O laudo da perícia médica da Polícia Federal aponta que o ex-presidente dorme por volta das 22h e acorda às 5h, embora costume levantar às 8h. Pela manhã, toma café, faz higiene pessoal e lê livros. À tarde, assiste a programas esportivos, conversa com o policial responsável por sua guarda e realiza caminhadas de aproximadamente 1 km na área comum do batalhão — foram 33 no período analisado. O local conta com médico da Secretaria de Saúde do DF e unidade avançada do Samu 24 horas.
A perícia atestou que comorbidades como hipertensão, apneia do sono e aderências abdominais estão sob controle clínico e medicamentoso, sem necessidade de internação hospitalar. Bolsonaro também recebe acompanhamento particular, com sessões de fisioterapia e acupuntura, além de visitas de seu médico pessoal. O uso de aparelho CPAP teria melhorado em cerca de 80% a qualidade do sono, segundo o relatório.

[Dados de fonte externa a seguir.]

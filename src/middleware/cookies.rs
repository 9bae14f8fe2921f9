use axum_extra::extract::PrivateCookieJar;
use axum_extra::extract::cookie::{Cookie, SameSite};
use time::Duration;

use crate::types::SessionId;

/// Create session cookie.
pub(super) fn session_cookie(
    name: &str,
    session_id: &str,
    ttl_days: i64,
    secure: bool,
) -> Cookie<'static> {
    Cookie::build((name.to_string(), session_id.to_string()))
        .http_only(true)
        .secure(secure)
        .same_site(SameSite::Lax)
        .path("/".to_string())
        .max_age(Duration::days(ttl_days))
        .build()
}

/// Create removal cookie for session.
pub(super) fn clear_session_cookie(name: &str) -> Cookie<'static> {
    Cookie::build((name.to_string(), ""))
        .path("/".to_string())
        .max_age(Duration::ZERO)
        .build()
}

/// Get the session ID from cookies.
pub(super) fn get_session_id(jar: &PrivateCookieJar, name: &str) -> Option<SessionId> {
    jar.get(name).map(|c| SessionId(c.value().to_string()))
}
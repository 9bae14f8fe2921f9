use crate::redirect::sanitize_next_path;
use crate::types::{RedirectTarget, UserId, Workspace, WorkspaceSlug};

/// Where anonymous visitors are sent when a page needs a signed-in user.
pub const SIGN_IN_PATH: &str = "/accounts/sign-in";
/// Where signed-in users go until they finish account setup.
pub const ONBOARDING_PATH: &str = "/onboarding";
/// Landing page when no workspace can be resolved for the user.
pub const PROFILE_PATH: &str = "/profile";

/// Access-control category assigned to a page.
///
/// Fixed per page and supplied by the caller; the gate never changes it.
#[derive(Debug, Clone, Copy, PartialEq, Eq, Hash)]
pub enum PageAccess {
    /// Anyone may view the page.
    Public,
    /// Only anonymous visitors; signed-in users are redirected away.
    NonAuthenticated,
    /// Signed-in users mid-onboarding; everyone else is redirected.
    Onboarding,
    /// Signed-in, fully onboarded users only.
    Authenticated,
}

/// Session identity as observed by the caller.
#[derive(Debug, Clone, PartialEq, Eq, Default)]
pub struct SessionSnapshot {
    pub is_loading: bool,
    pub current_user: Option<UserId>,
}

impl SessionSnapshot {
    #[must_use]
    pub fn loading() -> Self {
        Self { is_loading: true, current_user: None }
    }

    #[must_use]
    pub fn anonymous() -> Self {
        Self::default()
    }

    #[must_use]
    pub fn signed_in(user: UserId) -> Self {
        Self { is_loading: false, current_user: Some(user) }
    }
}

/// Profile data as observed by the caller. `is_onboarded` is `None` until the
/// profile has been fetched (or when no profile exists).
#[derive(Debug, Clone, PartialEq, Eq, Default)]
pub struct ProfileSnapshot {
    pub is_loading: bool,
    pub is_onboarded: Option<bool>,
}

impl ProfileSnapshot {
    #[must_use]
    pub fn loading() -> Self {
        Self { is_loading: true, is_onboarded: None }
    }

    #[must_use]
    pub fn absent() -> Self {
        Self::default()
    }

    #[must_use]
    pub fn onboarded(flag: bool) -> Self {
        Self { is_loading: false, is_onboarded: Some(flag) }
    }
}

/// The workspaces the user belongs to, as observed by the caller.
#[derive(Debug, Clone, PartialEq, Eq, Default)]
pub struct WorkspaceSnapshot {
    pub is_loading: bool,
    pub workspaces: Vec<Workspace>,
}

impl WorkspaceSnapshot {
    #[must_use]
    pub fn loading() -> Self {
        Self { is_loading: true, workspaces: Vec::new() }
    }

    #[must_use]
    pub fn loaded(workspaces: Vec<Workspace>) -> Self {
        Self { is_loading: false, workspaces }
    }
}

/// Per-user workspace preferences, as observed by the caller.
#[derive(Debug, Clone, PartialEq, Eq, Default)]
pub struct SettingsSnapshot {
    pub is_loading: bool,
    pub last_workspace_slug: Option<WorkspaceSlug>,
    pub fallback_workspace_slug: Option<WorkspaceSlug>,
}

impl SettingsSnapshot {
    #[must_use]
    pub fn loading() -> Self {
        Self { is_loading: true, ..Self::default() }
    }

    #[must_use]
    pub fn loaded(
        last_workspace_slug: Option<WorkspaceSlug>,
        fallback_workspace_slug: Option<WorkspaceSlug>,
    ) -> Self {
        Self { is_loading: false, last_workspace_slug, fallback_workspace_slug }
    }
}

/// Everything one evaluation reads: four immutable snapshots plus the
/// caller-supplied `next_path` candidate from the query string.
#[derive(Debug, Clone, Default)]
pub struct GateInputs {
    pub session: SessionSnapshot,
    pub profile: ProfileSnapshot,
    pub workspaces: WorkspaceSnapshot,
    pub settings: SettingsSnapshot,
    pub next_path: Option<String>,
}

/// Outcome of one gate evaluation.
#[derive(Debug, Clone, PartialEq, Eq)]
pub enum Decision {
    /// Show the page's content.
    Render,
    /// Navigate to the target instead of showing the page.
    Redirect(RedirectTarget),
    /// At least one input is still loading; decide nothing yet.
    Pending,
}

/// Decides whether a page renders, redirects, or waits.
///
/// Pure function of its inputs: callers re-invoke it whenever any observed
/// state changes and perform the navigation side effect themselves. No
/// decision other than [`Decision::Pending`] is made while any snapshot is
/// still loading, so a redirect is never issued on partial data.
///
/// ```
/// use slate_access::gate::{self, Decision, GateInputs, PageAccess};
///
/// let decision = gate::evaluate(PageAccess::Authenticated, &GateInputs::default());
/// assert_eq!(decision, Decision::Redirect(gate::SIGN_IN_PATH.into()));
/// ```
#[must_use]
pub fn evaluate(page: PageAccess, inputs: &GateInputs) -> Decision {
    if inputs.session.is_loading
        || inputs.profile.is_loading
        || inputs.workspaces.is_loading
        || inputs.settings.is_loading
    {
        return Decision::Pending;
    }

    let user = inputs.session.current_user.as_ref();
    let onboarded = inputs.profile.is_onboarded.unwrap_or(false);

    match page {
        PageAccess::Public => Decision::Render,
        PageAccess::NonAuthenticated => match user {
            None => Decision::Render,
            Some(_) if onboarded => Decision::Redirect(workspace_target(inputs)),
            Some(_) => Decision::Redirect(RedirectTarget::new(ONBOARDING_PATH)),
        },
        PageAccess::Onboarding => match user {
            None => Decision::Redirect(RedirectTarget::new(SIGN_IN_PATH)),
            Some(_) if onboarded => Decision::Redirect(workspace_target(inputs)),
            Some(_) => Decision::Render,
        },
        PageAccess::Authenticated => match user {
            None => Decision::Redirect(RedirectTarget::new(SIGN_IN_PATH)),
            Some(_) if onboarded => Decision::Render,
            Some(_) => Decision::Redirect(workspace_target(inputs)),
        },
    }
}

/// Resolves where a signed-in user lands when pushed off a page.
///
/// Tie-break order, first match wins:
/// 1. a non-empty, well-formed `next_path` that passes the open-redirect
///    check, verbatim;
/// 2. the last (then fallback) workspace slug, if the user is actually a
///    member of that workspace, as `/{slug}`;
/// 3. [`PROFILE_PATH`].
#[must_use]
pub fn workspace_target(inputs: &GateInputs) -> RedirectTarget {
    if let Some(next) = sanitize_next_path(inputs.next_path.as_deref()) {
        return RedirectTarget::new(next);
    }

    let slug = [
        inputs.settings.last_workspace_slug.as_ref(),
        inputs.settings.fallback_workspace_slug.as_ref(),
    ]
    .into_iter()
    .flatten()
    .find(|slug| !slug.as_str().is_empty());

    if let Some(slug) = slug {
        if inputs.workspaces.workspaces.iter().any(|w| &w.slug == slug) {
            return RedirectTarget::new(format!("/{slug}"));
        }
    }

    RedirectTarget::new(PROFILE_PATH)
}
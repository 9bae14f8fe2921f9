use axum::extract::{FromRef, FromRequestParts, Query};
use axum::http::request::Parts;
use axum_extra::extract::PrivateCookieJar;
use serde::Deserialize;

use super::cookies;
use super::error::GateError;
use super::state::GateState;
use super::types::{UserProfile, UserSettings};
use crate::gate::{
    self, Decision, GateInputs, PageAccess, ProfileSnapshot, SessionSnapshot, SettingsSnapshot,
    WorkspaceSnapshot,
};
use crate::types::{Email, SessionId, UserId};

/// Signed-in user resolved from the session cookie.
#[derive(Debug, Clone)]
pub struct CurrentUser {
    /// Session ID (from cookie).
    pub session_id: SessionId,
    /// User the session belongs to.
    pub user_id: UserId,
    /// Normalized email the session was opened with.
    pub email: Email,
}

/// Guard for pages only signed-in, onboarded users may view.
///
/// Anonymous visitors are redirected to the sign-in page. Signed-in users
/// still in onboarding are pushed to their workspace resolution.
///
/// # Example
///
/// ```rust,ignore
/// async fn workspace_home(
///     RequireAuthenticated(user): RequireAuthenticated,
/// ) -> impl IntoResponse {
///     format!("Hello, {}", user.email)
/// }
/// ```
#[derive(Debug, Clone)]
pub struct RequireAuthenticated(pub CurrentUser);

impl<S> FromRequestParts<S> for RequireAuthenticated
where
    GateState: FromRef<S>,
    S: Send + Sync,
{
    type Rejection = GateError;

    async fn from_request_parts(parts: &mut Parts, state: &S) -> Result<Self, Self::Rejection> {
        let gate = GateState::from_ref(state);
        let (user, inputs) = observe(&gate, parts).await;

        match gate::evaluate(PageAccess::Authenticated, &inputs) {
            Decision::Render => {
                Ok(Self(user.expect("render on an authenticated page implies a user")))
            }
            Decision::Redirect(target) => Err(GateError::Redirect(target)),
            Decision::Pending => unreachable!("request snapshots are fully loaded"),
        }
    }
}

/// Guard for pages only anonymous visitors may view (sign-in, sign-up).
///
/// Signed-in users are pushed to onboarding or to their workspace, honoring
/// a safe `next_path` query parameter when one is present.
#[derive(Debug, Clone, Copy)]
pub struct RequireAnonymous;

impl<S> FromRequestParts<S> for RequireAnonymous
where
    GateState: FromRef<S>,
    S: Send + Sync,
{
    type Rejection = GateError;

    async fn from_request_parts(parts: &mut Parts, state: &S) -> Result<Self, Self::Rejection> {
        let gate = GateState::from_ref(state);
        let (_, inputs) = observe(&gate, parts).await;

        match gate::evaluate(PageAccess::NonAuthenticated, &inputs) {
            Decision::Render => Ok(Self),
            Decision::Redirect(target) => Err(GateError::Redirect(target)),
            Decision::Pending => unreachable!("request snapshots are fully loaded"),
        }
    }
}

/// Guard for the onboarding flow: signed-in users who have not finished
/// setup. Everyone else is redirected away.
#[derive(Debug, Clone)]
pub struct RequireOnboarding(pub CurrentUser);

impl<S> FromRequestParts<S> for RequireOnboarding
where
    GateState: FromRef<S>,
    S: Send + Sync,
{
    type Rejection = GateError;

    async fn from_request_parts(parts: &mut Parts, state: &S) -> Result<Self, Self::Rejection> {
        let gate = GateState::from_ref(state);
        let (user, inputs) = observe(&gate, parts).await;

        match gate::evaluate(PageAccess::Onboarding, &inputs) {
            Decision::Render => {
                Ok(Self(user.expect("render on the onboarding page implies a user")))
            }
            Decision::Redirect(target) => Err(GateError::Redirect(target)),
            Decision::Pending => unreachable!("request snapshots are fully loaded"),
        }
    }
}

#[derive(Deserialize)]
struct NextPathQuery {
    next_path: Option<String>,
}

/// Resolve every gate input for this request.
///
/// Store failures degrade to the anonymous or absent reading instead of
/// failing the page; the gate then redirects conservatively.
async fn observe(gate: &GateState, parts: &mut Parts) -> (Option<CurrentUser>, GateInputs) {
    let session_id = match PrivateCookieJar::from_request_parts(parts, gate).await {
        Ok(jar) => cookies::get_session_id(&jar, &gate.settings.session_cookie_name),
        Err(_) => None,
    };

    let user = match &session_id {
        Some(id) => match gate.sessions.find_dyn(id).await {
            Ok(found) => found,
            Err(e) => {
                tracing::warn!(error = %e, "Session lookup failed");
                None
            }
        },
        None => None,
    };

    let next_path = Query::<NextPathQuery>::try_from_uri(&parts.uri)
        .ok()
        .and_then(|Query(query)| query.next_path);

    let Some(current) = user else {
        let inputs = GateInputs {
            session: SessionSnapshot::anonymous(),
            profile: ProfileSnapshot::absent(),
            workspaces: WorkspaceSnapshot::loaded(Vec::new()),
            settings: SettingsSnapshot::loaded(None, None),
            next_path,
        };
        return (None, inputs);
    };

    let profile = match gate.profiles.fetch_profile_dyn(&current.user_id).await {
        Ok(profile) => profile,
        Err(e) => {
            tracing::warn!(error = %e, "Profile fetch failed");
            None
        }
    };

    let workspaces = match gate.workspaces.fetch_workspaces_dyn(&current.user_id).await {
        Ok(list) => list,
        Err(e) => {
            tracing::warn!(error = %e, "Workspace fetch failed");
            Vec::new()
        }
    };

    let settings = match gate.workspaces.fetch_settings_dyn(&current.user_id).await {
        Ok(settings) => settings,
        Err(e) => {
            tracing::warn!(error = %e, "Settings fetch failed");
            UserSettings::default()
        }
    };

    let inputs = GateInputs {
        session: SessionSnapshot::signed_in(current.user_id.clone()),
        profile: match profile {
            Some(UserProfile { is_onboarded }) => ProfileSnapshot::onboarded(is_onboarded),
            None => ProfileSnapshot::absent(),
        },
        workspaces: WorkspaceSnapshot::loaded(workspaces),
        settings: SettingsSnapshot::loaded(
            settings.last_workspace_slug,
            settings.fallback_workspace_slug,
        ),
        next_path,
    };
    (Some(current), inputs)
}

/// Object-safe wrapper for the read side of SessionStore (needed for Arc<dyn>).
pub(super) trait SessionSourceDyn: Send + Sync {
    fn find_dyn<'a>(
        &'a self,
        session_id: &'a SessionId,
    ) -> std::pin::Pin<
        Box<
            dyn std::future::Future<
                    Output = Result<
                        Option<CurrentUser>,
                        Box<dyn std::error::Error + Send + Sync>,
                    >,
                > + Send
                + 'a,
        >,
    >;
}

impl<T: super::traits::SessionStore> SessionSourceDyn for T {
    fn find_dyn<'a>(
        &'a self,
        session_id: &'a SessionId,
    ) -> std::pin::Pin<
        Box<
            dyn std::future::Future<
                    Output = Result<
                        Option<CurrentUser>,
                        Box<dyn std::error::Error + Send + Sync>,
                    >,
                > + Send
                + 'a,
        >,
    > {
        Box::pin(self.find(session_id))
    }
}

/// Object-safe wrapper for ProfileSource (needed for Arc<dyn>).
pub(super) trait ProfileSourceDyn: Send + Sync {
    fn fetch_profile_dyn<'a>(
        &'a self,
        user_id: &'a UserId,
    ) -> std::pin::Pin<
        Box<
            dyn std::future::Future<
                    Output = Result<
                        Option<UserProfile>,
                        Box<dyn std::error::Error + Send + Sync>,
                    >,
                > + Send
                + 'a,
        >,
    >;
}

impl<T: super::traits::ProfileSource> ProfileSourceDyn for T {
    fn fetch_profile_dyn<'a>(
        &'a self,
        user_id: &'a UserId,
    ) -> std::pin::Pin<
        Box<
            dyn std::future::Future<
                    Output = Result<
                        Option<UserProfile>,
                        Box<dyn std::error::Error + Send + Sync>,
                    >,
                > + Send
                + 'a,
        >,
    > {
        Box::pin(self.fetch_profile(user_id))
    }
}

/// Object-safe wrapper for WorkspaceSource (needed for Arc<dyn>).
pub(super) trait WorkspaceSourceDyn: Send + Sync {
    fn fetch_workspaces_dyn<'a>(
        &'a self,
        user_id: &'a UserId,
    ) -> std::pin::Pin<
        Box<
            dyn std::future::Future<
                    Output = Result<
                        Vec<crate::types::Workspace>,
                        Box<dyn std::error::Error + Send + Sync>,
                    >,
                > + Send
                + 'a,
        >,
    >;

    fn fetch_settings_dyn<'a>(
        &'a self,
        user_id: &'a UserId,
    ) -> std::pin::Pin<
        Box<
            dyn std::future::Future<
                    Output = Result<UserSettings, Box<dyn std::error::Error + Send + Sync>>,
                > + Send
                + 'a,
        >,
    >;
}

impl<T: super::traits::WorkspaceSource> WorkspaceSourceDyn for T {
    fn fetch_workspaces_dyn<'a>(
        &'a self,
        user_id: &'a UserId,
    ) -> std::pin::Pin<
        Box<
            dyn std::future::Future<
                    Output = Result<
                        Vec<crate::types::Workspace>,
                        Box<dyn std::error::Error + Send + Sync>,
                    >,
                > + Send
                + 'a,
        >,
    > {
        Box::pin(self.fetch_workspaces(user_id))
    }

    fn fetch_settings_dyn<'a>(
        &'a self,
        user_id: &'a UserId,
    ) -> std::pin::Pin<
        Box<
            dyn std::future::Future<
                    Output = Result<UserSettings, Box<dyn std::error::Error + Send + Sync>>,
                > + Send
                + 'a,
        >,
    > {
        Box::pin(self.fetch_settings(user_id))
    }
}
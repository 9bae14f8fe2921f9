use serde::{Deserialize, Serialize};

/// Deployment-level instance state, as far as authentication cares.
///
/// A missing instance record and `is_setup_done == false` are equivalent:
/// both mean no credential flow may run yet.
#[derive(Debug, Clone, Copy, PartialEq, Eq, Default, Serialize, Deserialize)]
pub struct InstanceStatus {
    pub is_setup_done: bool,
}

/// Authentication provider flags from the instance admin panel.
///
/// The wire shape is the panel's formatted config: `SCREAMING_SNAKE` keys with
/// `"0"`/`"1"` string values. Missing keys read as `"0"`. Deserialization
/// applies the panel's `Boolean(parseInt(value))` coercion, so `"2"` or
/// `"01"` count as set while `"true"` does not.
#[derive(Debug, Clone, Copy, PartialEq, Eq, Default, Serialize, Deserialize)]
#[serde(rename_all = "SCREAMING_SNAKE_CASE", default)]
pub struct InstanceConfig {
    #[serde(with = "flag")]
    pub enable_signup: bool,
    #[serde(with = "flag")]
    pub enable_magic_link_login: bool,
    #[serde(with = "flag")]
    pub enable_email_password: bool,
}

impl InstanceConfig {
    /// Merges a partial update; keys absent from the patch keep their value.
    pub fn apply(&mut self, patch: InstanceConfigPatch) {
        if let Some(value) = patch.enable_signup {
            self.enable_signup = value;
        }
        if let Some(value) = patch.enable_magic_link_login {
            self.enable_magic_link_login = value;
        }
        if let Some(value) = patch.enable_email_password {
            self.enable_email_password = value;
        }
    }
}

/// Partial update to [`InstanceConfig`]; only supplied keys change.
#[derive(Debug, Clone, Copy, PartialEq, Eq, Default, Serialize, Deserialize)]
#[serde(rename_all = "SCREAMING_SNAKE_CASE", default)]
pub struct InstanceConfigPatch {
    #[serde(with = "flag_opt", skip_serializing_if = "Option::is_none")]
    pub enable_signup: Option<bool>,
    #[serde(with = "flag_opt", skip_serializing_if = "Option::is_none")]
    pub enable_magic_link_login: Option<bool>,
    #[serde(with = "flag_opt", skip_serializing_if = "Option::is_none")]
    pub enable_email_password: Option<bool>,
}

/// `Boolean(parseInt(raw))`: set iff the leading integer is non-zero.
fn parse_flag(raw: &str) -> bool {
    let s = raw.trim_start();
    let digits = match s.as_bytes().first() {
        Some(b'+' | b'-') => &s[1..],
        _ => s,
    };
    let leading = digits.bytes().take_while(u8::is_ascii_digit);
    let mut any = false;
    let mut nonzero = false;
    for digit in leading {
        any = true;
        nonzero |= digit != b'0';
    }
    any && nonzero
}

mod flag {
    use serde::{Deserialize, Deserializer, Serializer};

    pub fn serialize<S: Serializer>(value: &bool, serializer: S) -> Result<S::Ok, S::Error> {
        serializer.serialize_str(if *value { "1" } else { "0" })
    }

    pub fn deserialize<'de, D: Deserializer<'de>>(deserializer: D) -> Result<bool, D::Error> {
        let raw = String::deserialize(deserializer)?;
        Ok(super::parse_flag(&raw))
    }
}

mod flag_opt {
    use serde::{Deserialize, Deserializer, Serializer};

    pub fn serialize<S: Serializer>(
        value: &Option<bool>,
        serializer: S,
    ) -> Result<S::Ok, S::Error> {
        match value {
            Some(flag) => serializer.serialize_str(if *flag { "1" } else { "0" }),
            None => serializer.serialize_none(),
        }
    }

    pub fn deserialize<'de, D: Deserializer<'de>>(
        deserializer: D,
    ) -> Result<Option<bool>, D::Error> {
        let raw = Option::<String>::deserialize(deserializer)?;
        Ok(raw.map(|s| super::parse_flag(&s)))
    }
}

#[cfg(test)]
mod tests {
    use super::*;

    #[test]
    fn missing_keys_read_as_unset() {
        let config: InstanceConfig = serde_json::from_str("{}").unwrap();
        assert_eq!(config, InstanceConfig::default());
        assert!(!config.enable_signup);
    }

    #[test]
    fn formatted_config_roundtrip() {
        let config = InstanceConfig {
            enable_signup: true,
            enable_magic_link_login: false,
            enable_email_password: true,
        };
        let json = serde_json::to_value(&config).unwrap();
        assert_eq!(
            json,
            serde_json::json!({
                "ENABLE_SIGNUP": "1",
                "ENABLE_MAGIC_LINK_LOGIN": "0",
                "ENABLE_EMAIL_PASSWORD": "1",
            })
        );
        let back: InstanceConfig = serde_json::from_value(json).unwrap();
        assert_eq!(back, config);
    }

    #[test]
    fn parse_int_coercion() {
        assert!(parse_flag("1"));
        assert!(parse_flag("2"));
        assert!(parse_flag("01"));
        assert!(parse_flag(" 1"));
        assert!(parse_flag("-1"));
        assert!(parse_flag("1misc"));
        assert!(!parse_flag("0"));
        assert!(!parse_flag("-0"));
        assert!(!parse_flag("000"));
        assert!(!parse_flag(""));
        assert!(!parse_flag("true"));
        assert!(!parse_flag("on"));
    }

    #[test]
    fn patch_touches_only_supplied_keys() {
        let mut config = InstanceConfig {
            enable_signup: true,
            enable_magic_link_login: true,
            enable_email_password: false,
        };
        config.apply(InstanceConfigPatch {
            enable_signup: Some(false),
            ..InstanceConfigPatch::default()
        });
        assert!(!config.enable_signup);
        assert!(config.enable_magic_link_login);
        assert!(!config.enable_email_password);
    }

    #[test]
    fn empty_patch_serializes_to_empty_object() {
        let json = serde_json::to_value(InstanceConfigPatch::default()).unwrap();
        assert_eq!(json, serde_json::json!({}));
    }

    #[test]
    fn patch_deserializes_the_panel_payload() {
        let patch: InstanceConfigPatch =
            serde_json::from_str(r#"{"ENABLE_SIGNUP": "0"}"#).unwrap();
        assert_eq!(patch.enable_signup, Some(false));
        assert_eq!(patch.enable_magic_link_login, None);
    }
}
/// URL schemes a caller-supplied `next_path` must never carry.
///
/// Matched at the start of the candidate, ASCII-case-insensitively. Anything
/// else (relative paths, protocol-relative `//…`, other schemes) is left for
/// the router to resolve against the app's own origin.
const DISALLOWED_SCHEMES: [&str; 3] = ["http://", "https://", "ftp://"];

/// Whether a `next_path` candidate may be used as a redirect target verbatim.
#[must_use]
pub fn is_safe_next_path(candidate: &str) -> bool {
    !DISALLOWED_SCHEMES
        .iter()
        .any(|scheme| starts_with_ignore_ascii_case(candidate, scheme))
}

/// Drops empty, unsafe, and malformed `next_path` candidates.
///
/// A malformed candidate is treated as absent, never as an error; callers fall
/// through to workspace-slug resolution. ASCII control characters count as
/// malformed: a target carrying one cannot travel in a `Location` header.
#[must_use]
pub fn sanitize_next_path(candidate: Option<&str>) -> Option<&str> {
    candidate.filter(|path| {
        !path.is_empty()
            && is_safe_next_path(path)
            && !path.bytes().any(|b| b.is_ascii_control())
    })
}

fn starts_with_ignore_ascii_case(s: &str, prefix: &str) -> bool {
    s.as_bytes()
        .get(..prefix.len())
        .is_some_and(|head| head.eq_ignore_ascii_case(prefix.as_bytes()))
}

#[cfg(test)]
mod tests {
    use super::*;

    #[test]
    fn rejects_absolute_http_and_https() {
        assert!(!is_safe_next_path("http://evil.example/x"));
        assert!(!is_safe_next_path("https://evil.example/x"));
    }

    #[test]
    fn rejects_ftp() {
        assert!(!is_safe_next_path("ftp://evil.example/x"));
    }

    #[test]
    fn scheme_match_ignores_ascii_case() {
        assert!(!is_safe_next_path("HTTPS://evil.example"));
        assert!(!is_safe_next_path("Http://evil.example"));
        assert!(!is_safe_next_path("FtP://evil.example"));
    }

    #[test]
    fn allows_relative_paths() {
        assert!(is_safe_next_path("/acme"));
        assert!(is_safe_next_path("/acme/projects/1"));
        assert!(is_safe_next_path("profile"));
    }

    #[test]
    fn scheme_check_is_anchored_at_the_start() {
        // Only a leading scheme is an absolute URL; anything later is a path.
        assert!(is_safe_next_path("/redirect?to=https://ok.example"));
        assert!(is_safe_next_path(" https://padded.example"));
    }

    #[test]
    fn sanitize_drops_empty_and_unsafe() {
        assert_eq!(sanitize_next_path(None), None);
        assert_eq!(sanitize_next_path(Some("")), None);
        assert_eq!(sanitize_next_path(Some("https://evil.example")), None);
        assert_eq!(sanitize_next_path(Some("/acme")), Some("/acme"));
    }

    #[test]
    fn sanitize_drops_control_characters() {
        assert_eq!(sanitize_next_path(Some("/x\ny")), None);
        assert_eq!(sanitize_next_path(Some("/x\r\ny")), None);
        assert_eq!(sanitize_next_path(Some("/x\0y")), None);
        assert_eq!(sanitize_next_path(Some("\t/acme")), None);
        assert_eq!(sanitize_next_path(Some("/acme\u{7f}")), None);
    }
}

O documento faz ressalvas quanto à alimentação, classificando a dieta como inadequada, com baixo consumo de frutas e verduras e excesso de ultraprocessados e açúcares. Peritos apontaram falhas no controle de peso e em hábitos ligados ao tratamento do refluxo. Também foi recomendada proteção rigorosa contra exposição solar durante as caminhadas diárias.
Ao negar a domiciliar, Moraes afirmou que o ambiente prisional atende às necessidades médicas e preserva a dignidade do condenado. A decisão também menciona a tentativa de fuga e a violação de tornozeleira eletrônica em 2025 como fatores impeditivos. Bolsonaro cumpre pena de 27 anos e 3 meses de reclusão em regime inicial fechado.